Chapter 6: Evolution of Brain & Behavior

Evolution of Brain & Behavior distinguishes between key evolutionary concepts such as homology, where physical resemblances arise from common ancestry, and homoplasy (convergent evolution), where similar ecological niches drive distinct species to develop analogous traits. The content delves into the importance of comparative neuroscience and taxonomy, utilizing phylogeny and molecular clocks to reconstruct the family tree of living organisms and understand how specific ecological challenges—such as food storage in birds or sensory mapping in the platypus—correlate with the enlargement of specific brain regions like the hippocampus or somatosensory cortex. A significant portion of the chapter focuses on the general organization of vertebrate nervous systems, noting shared features like the dorsal neural tube and bilateral symmetry, while highlighting the crucial concept of the encephalization factor, which measures brain size relative to body size to determine intelligence potential across species.
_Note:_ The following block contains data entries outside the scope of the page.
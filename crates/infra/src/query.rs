//! Read-only operations.
//!
//! Queries never open a transaction and never touch the outbox. A descriptor
//! with no guards is a public read and may run without an actor.

use std::sync::Arc;

use chrono::{DateTime, Utc};
use serde::Serialize;
use serde::de::DeserializeOwned;
use tracing::instrument;

use civitas_auth::{Actor, AuthContext, AuthzError, Directory, Guard, GuardChain};
use civitas_core::Validate;

use crate::datastore::{DataStore, StoreResult, Table};
use crate::error::OperationError;

type QueryBody<I, O> = Box<dyn Fn(&QueryContext<'_>, I) -> Result<O, OperationError> + Send + Sync>;

pub struct QueryDescriptor<I, O> {
    name: &'static str,
    guards: GuardChain<I>,
    body: QueryBody<I, O>,
}

impl<I, O> QueryDescriptor<I, O> {
    pub fn new(
        name: &'static str,
        body: impl Fn(&QueryContext<'_>, I) -> Result<O, OperationError> + Send + Sync + 'static,
    ) -> Self {
        Self {
            name,
            guards: GuardChain::new(),
            body: Box::new(body),
        }
    }

    pub fn guard(mut self, guard: impl Guard<I> + 'static) -> Self {
        self.guards = self.guards.with(guard);
        self
    }

    pub fn name(&self) -> &'static str {
        self.name
    }

    pub fn is_public(&self) -> bool {
        self.guards.is_empty()
    }
}

/// Read-only view handed to a query body.
pub struct QueryContext<'a> {
    store: &'a dyn DataStore,
    auth: Option<&'a AuthContext>,
    now: DateTime<Utc>,
}

impl QueryContext<'_> {
    pub fn get<T: Serialize + DeserializeOwned>(&self, table: &Table<T>, key: &str) -> StoreResult<Option<T>> {
        table.read(self.store, key)
    }

    pub fn scan<T: Serialize + DeserializeOwned>(&self, table: &Table<T>, prefix: &str) -> StoreResult<Vec<(String, T)>> {
        table.read_scan(self.store, prefix)
    }

    /// `None` for anonymous calls to public queries.
    pub fn auth(&self) -> Option<&AuthContext> {
        self.auth
    }

    pub fn now(&self) -> DateTime<Utc> {
        self.now
    }
}

pub struct QueryExecutor {
    store: Arc<dyn DataStore>,
    directory: Arc<dyn Directory>,
}

impl QueryExecutor {
    pub fn new(store: Arc<dyn DataStore>, directory: Arc<dyn Directory>) -> Self {
        Self { store, directory }
    }

    pub fn execute<I, O>(&self, descriptor: &QueryDescriptor<I, O>, actor: Option<Actor>, input: I) -> Result<O, OperationError>
    where
        I: Validate,
        O: Validate,
    {
        self.execute_at(descriptor, actor, input, Utc::now())
    }

    #[instrument(skip_all, fields(query = descriptor.name()), err)]
    pub fn execute_at<I, O>(
        &self,
        descriptor: &QueryDescriptor<I, O>,
        actor: Option<Actor>,
        input: I,
        now: DateTime<Utc>,
    ) -> Result<O, OperationError>
    where
        I: Validate,
        O: Validate,
    {
        input.validate()?;

        let auth = match actor {
            Some(actor) => Some(
                descriptor
                    .guards
                    .authorize(actor, &input, now, self.directory.as_ref())?,
            ),
            None if descriptor.is_public() => None,
            None => return Err(AuthzError::Unauthenticated.into()),
        };

        let ctx = QueryContext {
            store: self.store.as_ref(),
            auth: auth.as_ref(),
            now,
        };
        let output = (descriptor.body)(&ctx, input)?;
        output.validate()?;
        Ok(output)
    }
}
The narrative traces the dramatic trajectory of hominin evolution, documenting the shift from bipedal australopithecines to the rapid expansion of cranial capacity in Homo erectus and Homo sapiens. It evaluates competing theories for this neural expansion, including the social brain hypothesis, which links neocortex size to the complexity of social groups, and sexual selection theories that view creativity and skill as reproductive advertisements. Finally, the summary addresses the genetic basis of human uniqueness, explaining that while human and chimpanzee genomes are nearly identical, significant differences in gene expression and specific regulatory genes like ASPM drive cortical development, concluding with evidence that evolution continues today through mechanisms like single-nucleotide polymorphisms (SNPs) and artificial selection.